Select Page

“Standing for Justice” illustrates the St. Louis Jewish community’s response based on information from the Saul Brodsky Library Archives

The St. Louis Holocaust Museum and Learning Center (HMLC) will open a new exhibition, “Standing for Justice 1930-1950: Documentation from the St. Louis Jewish Community Archives” on Sunday, Dec. 16, from 1 to 3:30 p.m. Batya Abramson-Goldstein, exec. director, Jewish Community Relations Council, will offer brief remarks at 1:30 p.m.

The exhibition will be held in the Holocaust Museum in the Jewish Federation Kopolow building, 12 Millstone Campus Drive. The project is co-sponsored by the Holocaust Museum, Brodsky Jewish Community Library, JCRC, Regional Arts Council, Ken and Nancy Kranzberg, Lawrence and Hannah Langsam and Marvin and Harlene Wool.

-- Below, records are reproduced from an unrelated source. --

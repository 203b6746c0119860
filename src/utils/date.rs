// src/utils/date.rs

//! Deadline text parsing.

use chrono::NaiveDate;

/// Date layouts seen in listing deadlines, tried in order.
const DEADLINE_FORMATS: &[&str] = &[
    "%b %d, %Y",
    "%B %d, %Y",
    "%Y-%m-%d",
    "%d %b %Y",
    "%d %B %Y",
    "%m/%d/%Y",
];

/// Parse a free-text deadline into a calendar date.
///
/// A trailing parenthesized comment is ignored, so
/// `"Aug 31, 2024 (Jul 15, 2024)"` parses as Aug 31, 2024.
/// Returns `None` for anything unrecognized ("TBD", empty, ...).
pub fn parse_deadline(text: &str) -> Option<NaiveDate> {
    let text = match text.find('(') {
        Some(idx) => &text[..idx],
        None => text,
    };
    let text = text.split_whitespace().collect::<Vec<_>>().join(" ");
    if text.is_empty() {
        return None;
    }

    DEADLINE_FORMATS
        .iter()
        .find_map(|fmt| NaiveDate::parse_from_str(&text, fmt).ok())
}
// src/utils/http.rs

//! HTTP client utilities.

use std::time::Duration;

use crate::error::Result;
use crate::models::CrawlerConfig;

/// Create a configured asynchronous HTTP client.
pub fn create_client(config: &CrawlerConfig) -> Result<reqwest::Client> {
    let client = reqwest::Client::builder()
        .user_agent(&config.user_agent)
        .timeout(Duration::from_secs(config.timeout_secs))
        .build()?;
    Ok(client)
}

/// Fetch a page body as text, treating non-success statuses as errors.
pub async fn fetch_text(client: &reqwest::Client, url: &str) -> Result<String> {
    let text = client
        .get(url)
        .send()
        .await?
        .error_for_status()?
        .text()
        .await?;
    Ok(text)
}
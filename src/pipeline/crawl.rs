// src/pipeline/crawl.rs

//! Full crawl: aggregate every category and export the result.

use std::path::PathBuf;
use std::sync::Arc;

use chrono::Utc;

use crate::error::Result;
use crate::models::Config;
use crate::pipeline::aggregate::Aggregator;
use crate::services::PageFetcher;
use crate::storage::ExportStorage;
use crate::utils::log::{header, step, sub_item, summary};

/// What a crawl produced.
#[derive(Debug, Clone)]
pub struct CrawlSummary {
    pub record_count: usize,
    pub entry_total: usize,
    pub failure_count: usize,
    pub export_location: PathBuf,
    pub failures_location: Option<PathBuf>,
}

/// Run the crawler over `config.categories` and write the export.
///
/// Fetch failures never abort the run; they are reported in the summary
/// and in the failure report. Only export (I/O) errors are returned.
pub async fn run_crawler(
    config: &Config,
    fetcher: Arc<dyn PageFetcher>,
    storage: &dyn ExportStorage,
) -> Result<CrawlSummary> {
    let start_time = Utc::now();
    header("CFP Crawler");

    step(
        1,
        2,
        &format!("Crawling {} categories", config.categories.len()),
    );
    let aggregator = Aggregator::new(config, fetcher)?;
    let outcome = aggregator.run(&config.categories).await;

    step(2, 2, "Exporting records");
    let metadata = storage.write_records(&outcome.records).await?;
    sub_item(&format!(
        "{} records written to {} at {}",
        metadata.record_count,
        metadata.location.display(),
        metadata.timestamp.format("%Y-%m-%d %H:%M:%S UTC")
    ));

    let failures_location = storage.write_failures(&outcome.failures).await?;
    if let Some(path) = &failures_location {
        log::warn!(
            "{} fetches failed; see {}",
            outcome.failures.len(),
            path.display()
        );
    }

    let elapsed = Utc::now() - start_time;
    summary(
        "Crawl Results",
        &[
            ("Categories", outcome.category_total.to_string()),
            ("Feed entries", outcome.entry_total.to_string()),
            ("Records exported", metadata.record_count.to_string()),
            ("Failures", outcome.failures.len().to_string()),
            ("Duplicates removed", outcome.duplicates_removed.to_string()),
            ("Elapsed", format!("{:.1}s", elapsed.num_milliseconds() as f64 / 1000.0)),
        ],
    );

    Ok(CrawlSummary {
        record_count: metadata.record_count,
        entry_total: outcome.entry_total,
        failure_count: outcome.failures.len(),
        export_location: metadata.location,
        failures_location,
    })
}
//! Error handling for the device client.
use thiserror::Error;

/// Errors produced while merging and validating configuration layers.
///
/// Any of these aborts startup before a feature or the shared connection is
/// created.
#[derive(Debug, Error)]
pub enum ConfigError {
    /// No configuration file and no recognised CLI or environment values.
    #[error(
        "No configuration provided: pass a --config-file, CLI flags or environment variables"
    )]
    NoConfiguration,

    /// Error reading the configuration file.
    #[error("Failed to read config file: {0}")]
    Read(#[from] std::io::Error),

    /// Error parsing the JSON configuration file.
    #[error("Invalid JSON format: {0}")]
    Parse(#[from] serde_json::Error),

    /// A field required by the deployment mode is absent or empty.
    #[error("Missing required configuration field '{field}'")]
    MissingField {
        /// Key of the missing field as written in the config file.
        field: &'static str,
    },

    /// Log level outside the supported vocabulary.
    #[error("Invalid log level '{0}' (expected one of: error, warn, info, debug, trace)")]
    InvalidLogLevel(String),

    /// Log sink type outside the supported vocabulary.
    #[error("Invalid log type '{0}' (expected one of: stdout, file)")]
    InvalidLogType(String),

    /// A boolean flag that is not `true` or `false`.
    #[error("Invalid boolean '{value}' for '{key}'")]
    InvalidBool {
        /// Flag or field name.
        key: String,
        /// Offending value.
        value: String,
    },

    /// A numeric flag that does not parse.
    #[error("Invalid number '{value}' for '{key}'")]
    InvalidNumber {
        /// Flag or field name.
        key: String,
        /// Offending value.
        value: String,
    },

    /// Port number outside `1..=65535`.
    #[error("Invalid tunneling port {0}")]
    InvalidPort(u64),

    /// A tunneling service without an entry in the service-to-port table.
    #[error("Unknown tunneling service '{0}' and no port given")]
    UnknownService(String),

    /// Destination-mode tunneling is missing one of its required values.
    #[error("Secure tunneling without notifications requires '{field}'")]
    MissingTunnelingField {
        /// Name of the missing tunneling value.
        field: &'static str,
    },

    /// Device Defender publishing interval must be positive.
    #[error("Device Defender interval must be greater than zero")]
    InvalidInterval,

    /// Fleet provisioning needs a template to provision against.
    #[error("Fleet provisioning is enabled but no template name was given")]
    MissingTemplateName,

    /// A tunneling-only build was configured with tunneling disabled.
    #[error("Secure tunneling must be enabled when running in tunneling-only mode")]
    TunnelingDisabled,
}

/// Error raised by a feature while initialising, starting or stopping.
#[derive(Debug, Error)]
#[error("Feature '{feature}' failed to {action}: {reason}")]
pub struct FeatureError {
    /// The feature name.
    pub feature: String,
    /// Lifecycle step that failed (`init`, `start`, `stop`).
    pub action: &'static str,
    /// Human-readable reason.
    pub reason: String,
}

impl FeatureError {
    pub fn new(feature: &str, action: &'static str, reason: impl Into<String>) -> Self {
        Self {
            feature: feature.to_string(),
            action,
            reason: reason.into(),
        }
    }
}

/// Defines all errors that can surface while running the client.
#[derive(Debug, Error)]
pub enum ClientError {
    /// Configuration could not be resolved.
    #[error(transparent)]
    Config(#[from] ConfigError),

    /// The shared connection used by every feature failed to initialise.
    #[error("Failed to initialize the shared connection: {0}")]
    ResourceInit(String),

    /// A feature lifecycle call failed.
    #[error(transparent)]
    Feature(#[from] FeatureError),

    /// Two features were registered under the same name.
    #[error("Feature '{0}' is already registered")]
    DuplicateFeature(String),

    /// Registration attempted after shutdown began.
    #[error("Cannot register feature '{0}': shutdown in progress")]
    ShuttingDown(String),

    /// Signal mask or wait failure.
    #[error("Signal handling failed: {0}")]
    Signal(#[from] nix::errno::Errno),

    /// Logging could not be initialised.
    #[error("Failed to initialize logging: {0}")]
    Logging(String),

    /// Generic I/O error (thread spawn, log file).
    #[error(transparent)]
    Io(#[from] std::io::Error),
}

The exhibition, including documents and artifacts, illustrates the St. Louis Jewish community’s response to discrimination in general and anti-Semitism in particular. Selected documentation drawn from the 1930s through the 1940s reveals the varied actions and reactions to wartime concerns, post-war discrimination, religious and political extremism and the Communist “Red Scare.”

“This powerful exhibition examines how the St. Louis community addressed some of these issues during the 1930s and 1940s. This show should educate and provoke a great deal of discussion and self-reflection within our community,” said Daniel Reich, HMLC curator and director of education.

Barb Raznick, Brodsky Library Director, said, “Once our archivist, Diane Everman, started processing the rich JCRC historical collection found in our St. Louis Jewish Community Archives, provocative and amazing documents surfaced that we wanted to share with the community. “

Founded in 1995, the St. Louis Holocaust Museum and Learning Center, a department of Jewish Federation of St. Louis, is one of the most comprehensive Holocaust Museums in the Midwest and one of approximately 20 in the United States. More than 30,000 people visit the Holocaust Museum each year, including 25,000 school children. The Museum houses permanent and temporary exhibitions, a video library with more than 500 titles and an oral history project of 150 Survivor testimonies. Admission is free.